Welcome to The Nonlinear Library, where we use Text-to-Speech software to convert the best writing from the Rationalist and EA communities into audio. This is: Predictions for shard theory mechanistic interpretability results, published by Alex Turner on March 1, 2023 on The AI Alignment Forum.
How do agents work, internally? My (TurnTrout's) shard theory MATS team set out to do mechanistic interpretability on one of the goal misgeneralization agents: the cheese-maze network.
We just finished phase 1 of our behavioral and interpretability experiments. Throughout the project, we individually booked predictions -- so as to reduce self-delusion from hindsight bias, to notice where we really could tell ahead of time what was going to happen, and to notice where we really were surprised.
So (especially if you're the kind of person who might later want to say "I knew this would happen" ), here's your chance to enjoy the same benefits, before you get spoiled by our upcoming posts.
I don’t believe that someone who makes a wrong prediction should be seen as “worse” than someone who didn’t bother to predict at all, and so answering these questions at all will earn you an increment of my respect. :) Preregistration is virtuous!
Also: Try not to update on this work being shared at all. When reading a paper, it doesn’t feel surprising that the author’s methods work, because researchers are less likely to share null results. So: I commit (across positive/negative outcomes) to sharing these results, whether or not they were impressive or confirmed my initial hunches. I encourage you to answer from your own models, while noting any side information / results of ours which you already know about.
Facts about training
The network is deeply convolutional (15 layers!) and was trained via PPO.

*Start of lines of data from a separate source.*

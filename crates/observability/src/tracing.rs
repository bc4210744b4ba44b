//! Tracing/logging initialization.
//!
//! Filtering follows `RUST_LOG` (default `info`). Output is JSON unless
//! `TRADENEST_LOG_FORMAT=pretty` asks for human-readable lines.

use tracing_subscriber::EnvFilter;

pub const LOG_FORMAT_VAR: &str = "TRADENEST_LOG_FORMAT";

#[derive(Debug, Clone, Copy, PartialEq, Eq, Default)]
pub enum LogFormat {
    #[default]
    Json,
    Pretty,
}

impl LogFormat {
    pub fn from_env() -> Self {
        Self::parse(std::env::var(LOG_FORMAT_VAR).ok().as_deref())
    }

    /// Unknown or missing values fall back to JSON.
    pub fn parse(value: Option<&str>) -> Self {
        match value.map(str::trim) {
            Some(v) if v.eq_ignore_ascii_case("pretty") || v.eq_ignore_ascii_case("text") => {
                LogFormat::Pretty
            }
            _ => LogFormat::Json,
        }
    }
}

/// Install the global subscriber. Later calls are no-ops.
pub fn init(format: LogFormat) {
    let filter = EnvFilter::try_from_default_env().unwrap_or_else(|_| EnvFilter::new("info"));
    let builder = tracing_subscriber::fmt()
        .with_env_filter(filter)
        .with_writer(std::io::stderr);

    let _ = match format {
        LogFormat::Json => builder
            .json()
            .with_timer(tracing_subscriber::fmt::time::SystemTime)
            .with_target(false)
            .try_init(),
        LogFormat::Pretty => builder.with_target(true).try_init(),
    };
}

The sparse reward signal (+10) was triggered when the agent reached the cheese, spawned randomly in the 5x5 top-right squares.
The agent can always reach the cheese (and the mazes are simply connected – no “islands” in the middle which aren’t contiguous with the walls).
Mazes had varying effective sizes, ranging from 3x3 to 25x25. In e.g. the 3x3 case, there would be 22/2 = 11 tiles of wall on each side of the maze.
The agent always starts in the bottom-left corner of the available maze.
The agent was trained off of pixels until it reached reward-convergence, reliably getting to the cheese in training.
The architecture looks like this:
For more background on training and architecture and task set, see the original paper.
Questions
I encourage you to copy the following questions into a comment, which you then fill out, and then post (before you read everyone else's). You can copy these into a private Google doc if you want, but I strongly encourage you to post your predictions in a public comment.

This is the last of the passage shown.